Outreach programme gets Hackney students into Oxford

Pic: Nataraj Metz

Five students from the Raising Aspirations programme in Hackney have received conditional offers from Oxford University.

Asta Diabate, Mahmoud Ally, Le My Dang, Saorise Purtill-Coaxall and Jake Morgan-Stead all participated in an academic outreach programme based out of BSix Brooke House Sixth Form College.

Whilst several hundred students from the area took part, only 60 students had the opportunity to pair with an Oxbridge college.

Dr Peter Claus, Access Fellow and Senior Research Fellow in History at Pembroke College, Oxford, who has led the Oxford branch of the project since 2007, explained that this was the first year the scheme has been open to students across the entire borough.

Claus said: “The spike this year reflects the talent in all Hackney schools and colleges and the commitment of both Pembroke and Oxford to find and nurture that talent.”

According to Oxford University statistics, six students from state schools in Hackney, out of the 212 state school students from Greater London, were accepted for entry to Oxford in 2012.

Ed Durbin is the coordinator for Raising Aspirations at BSix. He said that in the past the programme has, on average, sent one student to an Oxford college a year but that this is the first time they have seen “multiple successes”.

“It is unsurprising that students who take the programme seriously find themselves well prepared for application to the country’s top universities.”

In July 2011, Hackney was named one of the 10 lowest percentage areas accepted to Oxbridge schools by the Sutton Trust.

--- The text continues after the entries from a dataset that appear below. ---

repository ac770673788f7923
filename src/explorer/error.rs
//! Error types for the explorer core.
//!
//! None of these are fatal: fetch failures become a session status, skipped
//! records are logged, and traversal errors reject a single user action.

use thiserror::Error;

use super::traversal::TraversalMode;

/// A remote fetch that did not produce a fragment.
///
/// `Clone` because one outcome is shared by every waiter of a coalesced fetch.
#[derive(Clone, Debug, Error, PartialEq, Eq)]
pub enum FetchError {
	/// The request never produced a response.
	#[error("request failed: {0}")]
	Transport(String),

	/// Non-success HTTP status.
	#[error("server responded with status {code}")]
	Status {
		/// The HTTP status code.
		code: u16,
	},

	/// The body was not the expected JSON.
	#[error("could not decode response: {0}")]
	Decode(String),

	/// The `reports` array was missing or empty.
	#[error("response carried no report")]
	EmptyReport,
}

/// One raw record dropped while normalizing a fragment.
#[derive(Clone, Debug, Error, PartialEq, Eq)]
pub enum MergeSkip {
	/// The record has no usable id.
	#[error("{record} record without an id")]
	MissingId {
		/// `"node"` or `"edge"`.
		record: &'static str,
	},

	/// The record does not have the node or edge shape.
	#[error("malformed {record} record: {reason}")]
	Malformed {
		/// `"node"` or `"edge"`.
		record: &'static str,
		/// Deserializer message.
		reason: String,
	},

	/// `data` is present but not a JSON object.
	#[error("attributes of {id} are not an object")]
	InvalidAttributes {
		/// Id of the offending record.
		id: String,
	},
}

/// A traversal action that was rejected.
#[derive(Clone, Debug, Error, PartialEq, Eq)]
pub enum TraversalError {
	/// Requested depth is outside the slider range.
	#[error("depth {depth} is outside 1..=10")]
	DepthOutOfRange {
		/// The rejected value.
		depth: u8,
	},

	/// Depth only applies to incremental modes.
	#[error("depth cannot be changed in {mode} mode")]
	DepthUnavailable {
		/// The mode that was active.
		mode: TraversalMode,
	},
}
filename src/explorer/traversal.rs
//! Traversal state machine.
//!
//! Each triggering event has one transition function returning the next
//! [`TraversalState`] together with what must happen to the store and
//! whether a fetch is needed. Nothing here touches the store directly.

use std::fmt;

use super::error::TraversalError;
use super::types::NodeId;

/// Governs both the fetch shape and the merge policy.
#[derive(Clone, Copy, Debug, Default, PartialEq, Eq, Hash)]
pub enum TraversalMode {
	/// Whole graph reachable from the root in one call; never pruned.
	Full,
	/// Neighborhood of the focus node; the store only grows.
	#[default]
	Step,
	/// Neighborhood of the focus node; everything else is pruned.
	Focus,
}

impl TraversalMode {
	/// Every mode, in selector order.
	pub const ALL: [TraversalMode; 3] = [Self::Full, Self::Step, Self::Focus];

	/// Display name, also accepted by [`Self::parse`].
	pub fn as_str(self) -> &'static str {
		match self {
			Self::Full => "Full",
			Self::Step => "Step",
			Self::Focus => "Focus",
		}
	}

	/// Case-insensitive inverse of [`Self::as_str`].
	pub fn parse(s: &str) -> Option<Self> {
		Self::ALL.into_iter().find(|m| m.as_str().eq_ignore_ascii_case(s))
	}

	/// Step and Focus fetch neighborhoods, so depth and reset apply to them.
	pub fn is_incremental(self) -> bool {
		!matches!(self, Self::Full)
	}
}

impl fmt::Display for TraversalMode {
	fn fmt(&self, f: &mut fmt::Formatter<'_>) -> fmt::Result {
		f.write_str(self.as_str())
	}
}

/// Neighborhood radius in hops, always within [`Depth::MIN`]..=[`Depth::MAX`].
#[derive(Clone, Copy, Debug, PartialEq, Eq, Hash, PartialOrd, Ord)]
pub struct Depth(u8);

impl Depth {
	/// Smallest depth, and the one every rewind returns to.
	pub const MIN: Depth = Depth(1);
	/// Largest depth.
	pub const MAX: Depth = Depth(10);

	/// Checks `depth` against the allowed range.
	pub fn new(depth: u8) -> Result<Self, TraversalError> {
		if (Self::MIN.0..=Self::MAX.0).contains(&depth) {
			Ok(Self(depth))
		} else {
			Err(TraversalError::DepthOutOfRange { depth })
		}
	}

	/// The raw hop count.
	pub fn get(self) -> u8 {
		self.0
	}
}

impl Default for Depth {
	fn default() -> Self {
		Self::MIN
	}
}

/// Identifies what a fetch retrieves. Full ignores focus and depth.
#[derive(Clone, Debug, PartialEq, Eq, Hash)]
pub enum FetchKey {
	/// The whole graph under a root.
	Full {
		/// Root node id.
		root: NodeId,
	},
	/// One neighborhood in Step or Focus mode.
	Neighborhood {
		/// Step or Focus; part of the key so a mode switch never reuses a
		/// result.
		mode: TraversalMode,
		/// Root node id.
		root: NodeId,
		/// Node whose neighborhood is fetched.
		focus: NodeId,
		/// Hops out from `focus`.
		depth: Depth,
	},
}

impl fmt::Display for FetchKey {
	fn fmt(&self, f: &mut fmt::Formatter<'_>) -> fmt::Result {
		match self {
			Self::Full { root } => write!(f, "Full({root})"),
			Self::Neighborhood {
				mode,
				root,
				focus,
				depth,
			} => write!(f, "{mode}({root}, {focus}, {})", depth.get()),
		}
	}
}

/// Where the exploration currently stands.
#[derive(Clone, Debug, PartialEq, Eq)]
pub struct TraversalState {
	/// Active mode.
	pub mode: TraversalMode,
	/// Configured starting node; never changes during a session.
	pub root: NodeId,
	/// Node whose neighborhood is requested.
	pub focus: NodeId,
	/// Neighborhood radius.
	pub depth: Depth,
}

/// What a transition requires of the store before any fetch result lands.
#[derive(Clone, Debug, PartialEq, Eq)]
pub enum StoreEffect {
	/// Leave the store alone.
	Keep,
	/// Empty the store.
	Clear,
	/// Remove everything except this node.
	PruneExcept(NodeId),
}

/// Whether a transition needs data.
#[derive(Clone, Debug, PartialEq, Eq)]
pub enum FetchDirective {
	/// No data needed.
	None,
	/// Fetch `key`, reusing a cached or in-flight result for the same key.
	Fetch(FetchKey),
	/// Drop whatever is cached and fetch `key` again.
	Refetch(FetchKey),
}

/// Result of one transition function.
#[derive(Clone, Debug, PartialEq, Eq)]
pub struct Transition {
	/// State to adopt.
	pub next: TraversalState,
	/// Store change to apply right away.
	pub store: StoreEffect,
	/// Fetch to request afterwards.
	pub fetch: FetchDirective,
}

impl TraversalState {
	/// Focused on `root` at depth 1.
	pub fn new(mode: TraversalMode, root: impl Into<NodeId>) -> Self {
		let root = root.into();
		Self {
			mode,
			focus: root.clone(),
			root,
			depth: Depth::MIN,
		}
	}

	/// The key describing what this state wants fetched.
	pub fn fetch_key(&self) -> FetchKey {
		match self.mode {
			TraversalMode::Full => FetchKey::Full {
				root: self.root.clone(),
			},
			mode => FetchKey::Neighborhood {
				mode,
				root: self.root.clone(),
				focus: self.focus.clone(),
				depth: self.depth,
			},
		}
	}

	/// Whether a merge under this state replaces the store with the fragment
	/// (plus the focus), rather than adding to it.
	pub fn prunes(&self) -> bool {
		self.mode == TraversalMode::Focus
	}

	fn unchanged(&self) -> Transition {
		Transition {
			next: self.clone(),
			store: StoreEffect::Keep,
			fetch: FetchDirective::None,
		}
	}

	fn rewound(&self, mode: TraversalMode) -> TraversalState {
		TraversalState::new(mode, self.root.clone())
	}

	/// Session start: fetch whatever the initial state describes.
	pub fn on_start(&self) -> Transition {
		Transition {
			next: self.clone(),
			store: StoreEffect::Keep,
			fetch: FetchDirective::Fetch(self.fetch_key()),
		}
	}

	/// Switching mode wipes the store and starts over from the root.
	pub fn on_mode_change(&self, mode: TraversalMode) -> Transition {
		if mode == self.mode {
			return self.unchanged();
		}
		let next = self.rewound(mode);
		Transition {
			fetch: FetchDirective::Refetch(next.fetch_key()),
			store: StoreEffect::Clear,
			next,
		}
	}

	/// Double-click on a node advances the focus to it.
	pub fn on_node_double_click(&self, node: &str) -> Transition {
		let mut next = self.clone();
		next.focus = node.to_owned();
		match self.mode {
			TraversalMode::Full => Transition {
				next,
				store: StoreEffect::Keep,
				fetch: FetchDirective::None,
			},
			TraversalMode::Step => Transition {
				fetch: FetchDirective::Fetch(next.fetch_key()),
				store: StoreEffect::Keep,
				next,
			},
			TraversalMode::Focus => Transition {
				fetch: FetchDirective::Fetch(next.fetch_key()),
				store: StoreEffect::PruneExcept(node.to_owned()),
				next,
			},
		}
	}

	/// New neighborhood radius around the current focus. Existing store
	/// contents are kept.
	pub fn on_depth_change(&self, depth: Depth) -> Result<Transition, TraversalError> {
		if !self.mode.is_incremental() {
			return Err(TraversalError::DepthUnavailable { mode: self.mode });
		}
		if depth == self.depth {
			return Ok(self.unchanged());
		}
		let mut next = self.clone();
		next.depth = depth;
		Ok(Transition {
			fetch: FetchDirective::Fetch(next.fetch_key()),
			store: StoreEffect::Keep,
			next,
		})
	}

	/// "Reset Graph": back to the root at depth 1. Nothing to do in Full
	/// mode, or when the store holds a single node.
	pub fn on_reset(&self, stored_nodes: usize) -> Transition {
		if !self.mode.is_incremental() || stored_nodes == 1 {
			return self.unchanged();
		}
		let next = self.rewound(self.mode);
		Transition {
			fetch: FetchDirective::Refetch(next.fetch_key()),
			store: StoreEffect::Clear,
			next,
		}
	}

	/// Re-issue the current key regardless of what is cached.
	pub fn on_refresh(&self) -> Transition {
		Transition {
			next: self.clone(),
			store: StoreEffect::Keep,
			fetch: FetchDirective::Refetch(self.fetch_key()),
		}
	}
}
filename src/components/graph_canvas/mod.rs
mod component;
mod feed;
mod render;
mod state;

pub use component::{CanvasEvent, GraphCanvas};
pub use feed::{CanvasCommand, CanvasFeed};

#[cfg(test)]
pub(crate) use state::GraphCanvasState;
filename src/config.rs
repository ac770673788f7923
//! Viewer configuration, resolved from the page URL query.

use thiserror::Error;

use crate::explorer::TraversalMode;

pub const DEFAULT_TOKEN_KEY: &str = "jivas-token";
pub const DEFAULT_GRAPH_ENDPOINT: &str = "/walker/get_graph";
pub const DEFAULT_NEIGHBORHOOD_ENDPOINT: &str = "/walker/get_node_connections";

#[derive(Clone, Debug, Error, PartialEq, Eq)]
pub enum ConfigError {
	#[error("no `host` given in the page query")]
	MissingHost,

	#[error("no `root` node given in the page query")]
	MissingRoot,

	#[error("unknown traversal mode `{0}` (expected Full, Step or Focus)")]
	InvalidMode(String),
}

/// Where the graph lives and how to start exploring it.
#[derive(Clone, Debug, PartialEq, Eq)]
pub struct ViewerConfig {
	/// Base URL of the graph service, without a trailing slash.
	pub host: String,
	pub root_node: String,
	/// `localStorage` key holding the bearer token.
	pub token_key: String,
	pub graph_endpoint: String,
	pub neighborhood_endpoint: String,
	pub initial_mode: TraversalMode,
}

impl ViewerConfig {
	pub fn new(host: impl Into<String>, root_node: impl Into<String>) -> Self {
		Self {
			host: host.into().trim_end_matches('/').to_owned(),
			root_node: root_node.into(),
			token_key: DEFAULT_TOKEN_KEY.to_owned(),
			graph_endpoint: DEFAULT_GRAPH_ENDPOINT.to_owned(),
			neighborhood_endpoint: DEFAULT_NEIGHBORHOOD_ENDPOINT.to_owned(),
			initial_mode: TraversalMode::default(),
		}
	}

	/// Builds a config from query parameters: `host` and `root` (or
	/// `root_node`) are required; `mode`, `token_key`, `graph_endpoint` and
	/// `neighborhood_endpoint` override the defaults.
	pub fn from_query<F>(get: F) -> Result<Self, ConfigError>
	where
		F: Fn(&str) -> Option<String>,
	{
		let present = |key: &str| get(key).filter(|v| !v.trim().is_empty());

		let host = present("host").ok_or(ConfigError::MissingHost)?;
		let root = present("root")
			.or_else(|| present("root_node"))
			.ok_or(ConfigError::MissingRoot)?;
		let mut config = Self::new(host, root);

		if let Some(mode) = present("mode") {
			config.initial_mode =
				TraversalMode::parse(&mode).ok_or(ConfigError::InvalidMode(mode))?;
		}
		if let Some(key) = present("token_key") {
			config.token_key = key;
		}
		if let Some(path) = present("graph_endpoint") {
			config.graph_endpoint = path;
		}
		if let Some(path) = present("neighborhood_endpoint") {
			config.neighborhood_endpoint = path;
		}
		Ok(config)
	}

	pub fn graph_url(&self) -> String {
		join(&self.host, &self.graph_endpoint)
	}

	pub fn neighborhood_url(&self) -> String {
		join(&self.host, &self.neighborhood_endpoint)
	}
}

fn join(host: &str, path: &str) -> String {
	format!("{host}/{}", path.trim_start_matches('/'))
}

#[cfg(test)]
mod tests {
	use std::collections::HashMap;

	use super::*;

	fn query(pairs: &[(&str, &str)]) -> impl Fn(&str) -> Option<String> {
		let map: HashMap<String, String> = pairs
			.iter()
			.map(|(k, v)| (k.to_string(), v.to_string()))
			.collect();
		move |k| map.get(k).cloned()
	}

	#[test]
	fn test_defaults() {
		let config =
			ViewerConfig::from_query(query(&[("host", "http://localhost:8000/"), ("root", "n1")]))
				.unwrap();
		assert_eq!(config.host, "http://localhost:8000");
		assert_eq!(config.root_node, "n1");
		assert_eq!(config.initial_mode, TraversalMode::Step);
		assert_eq!(config.token_key, DEFAULT_TOKEN_KEY);
		assert_eq!(config.graph_url(), "http://localhost:8000/walker/get_graph");
		assert_eq!(
			config.neighborhood_url(),
			"http://localhost:8000/walker/get_node_connections"
		);
	}

	#[test]
	fn test_overrides() {
		let config = ViewerConfig::from_query(query(&[
			("host", "https://graph.example"),
			("root_node", "abc"),
			("mode", "focus"),
			("graph_endpoint", "api/full"),
		]))
		.unwrap();
		assert_eq!(config.root_node, "abc");
		assert_eq!(config.initial_mode, TraversalMode::Focus);
		assert_eq!(config.graph_url(), "https://graph.example/api/full");
	}

	#[test]
	fn test_errors() {
		assert_eq!(
			ViewerConfig::from_query(query(&[("root", "n1")])),
			Err(ConfigError::MissingHost)
		);
		assert_eq!(
			ViewerConfig::from_query(query(&[("host", "h"), ("root", " ")])),
			Err(ConfigError::MissingRoot)
		);
		assert_eq!(
			ViewerConfig::from_query(query(&[("host", "h"), ("root", "n"), ("mode", "zoom")])),
			Err(ConfigError::InvalidMode("zoom".into()))
		);
	}
}
//! Node, edge and fragment records, and the normalization from the raw
//! walker payloads.

use serde::Deserialize;
use serde_json::{Map, Value};

use super::error::MergeSkip;

/// Server-assigned node identifier.
pub type NodeId = String;
/// Server-assigned edge identifier.
pub type EdgeId = String;
/// Free-form attribute bag carried by nodes and edges.
pub type Attributes = Map<String, Value>;

/// Separator between the segments of a compound endpoint identifier.
pub const ENDPOINT_SEPARATOR: char = ':';

/// A discovered node.
#[derive(Clone, Debug, PartialEq)]
pub struct Node {
	/// Unique id.
	pub id: NodeId,
	/// Display label; empty when the server sent none.
	pub label: String,
	/// Color grouping key.
	pub group: String,
	/// Everything else the server attached.
	pub attributes: Attributes,
}

/// A discovered directed edge. Either endpoint may not be in the store yet.
#[derive(Clone, Debug, PartialEq)]
pub struct Edge {
	/// Unique id.
	pub id: EdgeId,
	/// Display label.
	pub label: String,
	/// Source endpoint.
	pub from: NodeId,
	/// Target endpoint.
	pub to: NodeId,
	/// Everything else the server attached.
	pub attributes: Attributes,
}

#[derive(Deserialize)]
struct RawNode {
	id: String,
	#[serde(default)]
	name: String,
	#[serde(default)]
	data: Value,
}

#[derive(Deserialize)]
struct RawEdge {
	id: String,
	#[serde(default)]
	name: String,
	#[serde(default)]
	source: String,
	#[serde(default)]
	target: String,
	#[serde(default)]
	data: Value,
}

/// Fragment exactly as returned by the remote walkers.
///
/// Records stay untyped until [`GraphFragment::normalize`] so that one bad
/// record cannot fail decoding of the whole response.
#[derive(Clone, Debug, Default, Deserialize)]
pub struct RawFragment {
	/// Undecoded node records.
	#[serde(default)]
	pub nodes: Vec<Value>,
	/// Undecoded edge records.
	#[serde(default)]
	pub edges: Vec<Value>,
}

/// Normalized nodes and edges returned by one fetch.
#[derive(Clone, Debug, Default, PartialEq)]
pub struct GraphFragment {
	/// Decoded nodes.
	pub nodes: Vec<Node>,
	/// Decoded edges.
	pub edges: Vec<Edge>,
}

/// Trailing segment of a compound identifier such as `n:Agent:abc`.
///
/// Identifiers without a separator yield an empty endpoint.
pub fn last_segment(compound: &str) -> &str {
	match compound.rfind(ENDPOINT_SEPARATOR) {
		Some(at) => &compound[at + ENDPOINT_SEPARATOR.len_utf8()..],
		None => "",
	}
}

fn attributes(id: &str, data: Value) -> Result<Attributes, MergeSkip> {
	match data {
		Value::Object(map) => Ok(map),
		Value::Null => Ok(Attributes::new()),
		_ => Err(MergeSkip::InvalidAttributes { id: id.to_owned() }),
	}
}

fn node_from_raw(value: Value) -> Result<Node, MergeSkip> {
	let raw: RawNode = serde_json::from_value(value).map_err(|e| MergeSkip::Malformed {
		record: "node",
		reason: e.to_string(),
	})?;
	if raw.id.is_empty() {
		return Err(MergeSkip::MissingId { record: "node" });
	}
	let attributes = attributes(&raw.id, raw.data)?;
	Ok(Node {
		label: raw.name.clone(),
		group: raw.name,
		id: raw.id,
		attributes,
	})
}

fn edge_from_raw(value: Value) -> Result<Edge, MergeSkip> {
	let raw: RawEdge = serde_json::from_value(value).map_err(|e| MergeSkip::Malformed {
		record: "edge",
		reason: e.to_string(),
	})?;
	if raw.id.is_empty() {
		return Err(MergeSkip::MissingId { record: "edge" });
	}
	let attributes = attributes(&raw.id, raw.data)?;
	Ok(Edge {
		from: last_segment(&raw.source).to_owned(),
		to: last_segment(&raw.target).to_owned(),
		label: raw.name,
		id: raw.id,
		attributes,
	})
}

impl GraphFragment {
	/// Maps raw records to nodes and edges, collecting the records that had
	/// to be skipped instead of failing the whole fragment.
	pub fn normalize(raw: RawFragment) -> (Self, Vec<MergeSkip>) {
		let mut skipped = Vec::new();
		let nodes = raw
			.nodes
			.into_iter()
			.filter_map(|v| node_from_raw(v).map_err(|e| skipped.push(e)).ok())
			.collect();
		let edges = raw
			.edges
			.into_iter()
			.filter_map(|v| edge_from_raw(v).map_err(|e| skipped.push(e)).ok())
			.collect();
		(Self { nodes, edges }, skipped)
	}

	/// True when the fragment carries no records.
	pub fn is_empty(&self) -> bool {
		self.nodes.is_empty() && self.edges.is_empty()
	}
}

#[cfg(test)]
mod tests {
	use rstest::rstest;
	use serde_json::json;

	use super::*;

	#[rstest]
	#[case("n:Agent:abc", "abc")]
	#[case("a:b", "b")]
	#[case("trailing:", "")]
	#[case("plain", "")]
	#[case("", "")]
	fn test_last_segment(#[case] input: &str, #[case] expected: &str) {
		assert_eq!(last_segment(input), expected);
	}

	#[test]
	fn test_normalize_maps_raw_records() {
		let raw: RawFragment = serde_json::from_value(json!({
			"nodes": [{ "id": "n1", "name": "Agent", "data": { "k": 1 } }],
			"edges": [{
				"id": "e1",
				"name": "owns",
				"source": "n:Agent:n1",
				"target": "n:Memory:n2",
				"data": {}
			}]
		}))
		.unwrap();

		let (fragment, skipped) = GraphFragment::normalize(raw);
		assert!(skipped.is_empty());
		let node = &fragment.nodes[0];
		assert_eq!(node.label, "Agent");
		assert_eq!(node.group, "Agent");
		assert_eq!(node.attributes["k"], json!(1));
		let edge = &fragment.edges[0];
		assert_eq!((edge.from.as_str(), edge.to.as_str()), ("n1", "n2"));
		assert_eq!(edge.label, "owns");
	}

	#[test]
	fn test_normalize_skips_bad_records_only() {
		let raw: RawFragment = serde_json::from_value(json!({
			"nodes": [
				{ "id": "ok", "name": "A" },
				{ "id": "bad", "name": "A", "data": [1, 2] },
				{ "name": "no id" },
				{ "id": "", "name": "empty id" }
			],
			"edges": [
				{ "id": "e1", "source": "nosep", "target": "x:ok" },
				"not an object"
			]
		}))
		.unwrap();

		let (fragment, skipped) = GraphFragment::normalize(raw);
		assert_eq!(fragment.nodes.len(), 1);
		assert_eq!(fragment.nodes[0].id, "ok");
		assert!(fragment.nodes[0].attributes.is_empty());
		assert_eq!(fragment.edges.len(), 1);
		assert_eq!(fragment.edges[0].from, "");
		assert_eq!(skipped.len(), 4);
		assert!(skipped.contains(&MergeSkip::InvalidAttributes { id: "bad".into() }));
	}
}
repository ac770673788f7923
use std::cell::RefCell;
use std::collections::VecDeque;

use super::state::GraphCanvasState;
use crate::explorer::{Selection, StoreChange, StoreObserver};

/// Commands the rest of the app can send to the canvas. Clearing is not one
/// of them: it follows [`StoreChange::Cleared`].
#[derive(Clone, Debug, PartialEq)]
pub enum CanvasCommand {
	FitView,
	Highlight(Selection),
}

#[derive(Clone, Debug, PartialEq)]
enum FeedItem {
	Change(StoreChange),
	Command(CanvasCommand),
}

/// Queue between the store (and app) and the canvas.
///
/// The store notifies synchronously; the canvas drains before every frame
/// and before handling pointer input, so it never acts on an outdated view.
#[derive(Default)]
pub struct CanvasFeed {
	queue: RefCell<VecDeque<FeedItem>>,
}

impl CanvasFeed {
	pub fn send(&self, command: CanvasCommand) {
		self.queue.borrow_mut().push_back(FeedItem::Command(command));
	}

	pub fn drain_into(&self, state: &mut GraphCanvasState) {
		let items: Vec<FeedItem> = self.queue.borrow_mut().drain(..).collect();
		for item in items {
			match item {
				FeedItem::Change(change) => state.apply(&change),
				FeedItem::Command(CanvasCommand::FitView) => state.fit_view(),
				FeedItem::Command(CanvasCommand::Highlight(selection)) => {
					state.selected = selection
				}
			}
		}
	}
}

impl StoreObserver for CanvasFeed {
	fn store_changed(&self, change: &StoreChange) {
		self.queue
			.borrow_mut()
			.push_back(FeedItem::Change(change.clone()));
	}
}
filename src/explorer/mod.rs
//! Framework-agnostic graph exploration core.
//!
//! - [`store::GraphStore`]: upsert-by-id store of everything discovered,
//!   observable by rendering surfaces.
//! - [`traversal`]: the Full / Step / Focus state machine.
//! - [`selection::SelectionModel`]: single node-or-edge selection and the
//!   inspection view over it.
//! - [`fetch::FetchCoordinator`]: coalescing, caching and stale-result
//!   suppression for remote fetches.
//! - [`session::ExplorerSession`]: all of the above for one viewer.

pub mod error;
pub mod fetch;
pub mod selection;
pub mod session;
pub mod store;
pub mod traversal;
pub mod types;

pub use error::{FetchError, MergeSkip, TraversalError};
pub use fetch::{Disposition, FetchCoordinator, FetchOutcome, GraphSource, PendingFetch};
pub use selection::{AttributeRow, ElementKind, Inspection, PointerHit, Selection, SelectionModel};
pub use session::{ExplorerSession, FetchStatus, MergeOutcome, drive};
pub use store::{GraphStore, StoreChange, StoreObserver, SubscriptionId};
pub use traversal::{
	Depth, FetchDirective, FetchKey, StoreEffect, Transition, TraversalMode, TraversalState,
};
pub use types::{Attributes, Edge, EdgeId, GraphFragment, Node, NodeId, RawFragment, last_segment};
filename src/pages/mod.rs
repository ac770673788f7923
pub mod home;
pub mod not_found;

The five Hackney students came from four schools: BSix, Clapton Girl’s Academy, Jack Petchey Academy, and Stoke Newington Sixth Form.

The Degrees of Success statistics put out by the Trust reports: “State pupils in Reading, Hammersmith and Fulham, Sutton and Buckinghamshire are more than 50 times as likely to be accepted at Oxford or Cambridge than pupils in Hackney”.

When asked about efforts Oxford was making to reach out to students in East London, a spokesperson for the university responded: “Oxford is committed to working closely with schools and colleges to ensure everyone with the ability and potential to succeed here aims high and considers applying, particularly those students with the ability and potential to succeed who might need extra encouragement to push themselves to aim for the top.”

Ken Warman, Principal at BSix, stressed the significance of these recent university offers: “It sends out a message to all young people in East London and the inner-city in general. It is possible to aim for the very best and achieve it. They will open the doors for so many more if they study hard and flourish academically at Oxford.”

But not everyone agrees with the effectiveness of Raising Aspirations programmes. In April 2012, the Joseph Rowntree Foundation released three reports challenging these types of programmes as the best ways to improve “the educational attainment gap”. The foundation’s reports  promote “engaging parents in their children’s learning” as a viable alternative.

Pembroke College extended their outreach programme this year to include South Cheshire and Manchester, considering its scheme to have been a “successful” model. The five students from Hackney are due to start at Oxford on completion of their A Levels this year.